Why would a company like Apple do a stock split?

Julie Brownlee, Fsp Invest, 26 Jun. 2014

Tags: stock split, what is a stock split, apple, retail investors, investing, why companies stock split, how a stock split works

A couple of weeks ago, Apple did a stock split. Each original Apple share became seven new Apple shares. So what is a stock split? And why do companies bother? Let’s take a closer look…

What is a stock split?

A stock split is simply when a company decides to split its shares into smaller proportions. A company will opt to do this usually because its share price has got on the high side.

But even in the US, stock splits are a rare occurrence these days. Many companies view a very high share price as a mark of prestige, David Zeiler in Money Morning US explains.

As well as Apple, some renowned companies have split their stock this year.

This includes MasterCard. It did a 10 for one split. This took its price from $818 a share to $81.25. Another one was Google. It did a two for one split. This took its staggering share price of $1,125 to about $570.

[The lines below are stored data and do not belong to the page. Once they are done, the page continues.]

//! Markdown rendering pipeline
//!
//! Markdown is parsed into `pulldown-cmark` events and pushed through an
//! ordered chain of stages:
//!
//! 1. table of contents (events)
//! 2. syntax highlighting (events)
//! 3. conversion to HTML
//! 4. sanitization against an allow-list, re-serialized
//! 5. heading anchors
//! 6. pretty formatting
//!
//! Every stage is a pure transformation behind [`EventStage`] or
//! [`HtmlStage`], so stages can be tested on their own.

mod format;
mod highlight;
mod sanitize;
mod slug;
mod toc;

use pulldown_cmark::{html, Event, Options, Parser};

use crate::config::SiteConfig;

pub use format::Formatter;
pub use highlight::Highlighter;
pub use sanitize::Sanitizer;
pub use slug::{SlugStage, Slugger};
pub use toc::TocStage;

/// A transformation over the parsed markdown event stream
pub trait EventStage {
    fn name(&self) -> &'static str;
    fn apply<'a>(&self, events: Vec<Event<'a>>) -> Vec<Event<'a>>;
}

/// A transformation over serialized HTML
pub trait HtmlStage {
    fn name(&self) -> &'static str;
    fn apply(&self, html: String) -> String;
}

/// Markdown renderer producing sanitized HTML
pub struct MarkdownRenderer {
    options: Options,
    event_stages: Vec<Box<dyn EventStage>>,
    html_stages: Vec<Box<dyn HtmlStage>>,
}

impl MarkdownRenderer {
    /// Create a renderer with the default pipeline
    pub fn new() -> Self {
        Self::from_config(&SiteConfig::default())
    }

    /// Create the full pipeline from site settings
    pub fn from_config(config: &SiteConfig) -> Self {
        let mut renderer = Self::empty();
        renderer.push_event_stage(TocStage::new(config.toc.clone()));
        if config.highlight.enable {
            renderer.push_event_stage(Highlighter::new());
        }
        renderer.push_html_stage(Sanitizer::new());
        renderer.push_html_stage(SlugStage);
        renderer.push_html_stage(Formatter::default());
        renderer
    }

    /// A renderer with no stages: plain markdown to unsanitized HTML
    pub fn empty() -> Self {
        // No YAML metadata blocks; front-matter is split off before rendering
        let options = Options::ENABLE_TABLES
            | Options::ENABLE_FOOTNOTES
            | Options::ENABLE_STRIKETHROUGH
            | Options::ENABLE_TASKLISTS;
        Self {
            options,
            event_stages: Vec::new(),
            html_stages: Vec::new(),
        }
    }

    pub fn push_event_stage(&mut self, stage: impl EventStage + 'static) -> &mut Self {
        self.event_stages.push(Box::new(stage));
        self
    }

    pub fn push_html_stage(&mut self, stage: impl HtmlStage + 'static) -> &mut Self {
        self.html_stages.push(Box::new(stage));
        self
    }

    /// Names of the configured stages, in order
    pub fn stages(&self) -> Vec<&'static str> {
        self.event_stages
            .iter()
            .map(|s| s.name())
            .chain(std::iter::once("html"))
            .chain(self.html_stages.iter().map(|s| s.name()))
            .collect()
    }

    /// Render markdown to HTML.
    ///
    /// Never fails: the parser accepts any input and renders it best-effort.
    pub fn render(&self, markdown: &str) -> String {
        let events: Vec<Event> = Parser::new_ext(markdown, self.options).collect();
        let events = self
            .event_stages
            .iter()
            .fold(events, |events, stage| stage.apply(events));

        let mut html_output = String::new();
        html::push_html(&mut html_output, events.into_iter());

        self.html_stages
            .iter()
            .fold(html_output, |html, stage| stage.apply(html))
    }
}

impl Default for MarkdownRenderer {
    fn default() -> Self {
        Self::new()
    }
}

/// Simple HTML escaping
pub(crate) fn html_escape(s: &str) -> String {
    s.replace('&', "&amp;")
        .replace('<', "&lt;")
        .replace('>', "&gt;")
        .replace('"', "&quot;")
        .replace('\'', "&#39;")
}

Why do companies stock split?

The fact is, a stock split makes no real difference. It doesn’t give any benefit to the company or its shareholders.

But there is a positive psychological impact. For retail investors, it makes many believe that the share is cheaper. Even though this isn’t the case.

Matt Krantz in USA Today says that investors “love this idea they’re getting more shares of a stock for nothing, even though the stock price is the exact same amount”. He believes there is more interest in a share once it announces a stock split and goes through with it.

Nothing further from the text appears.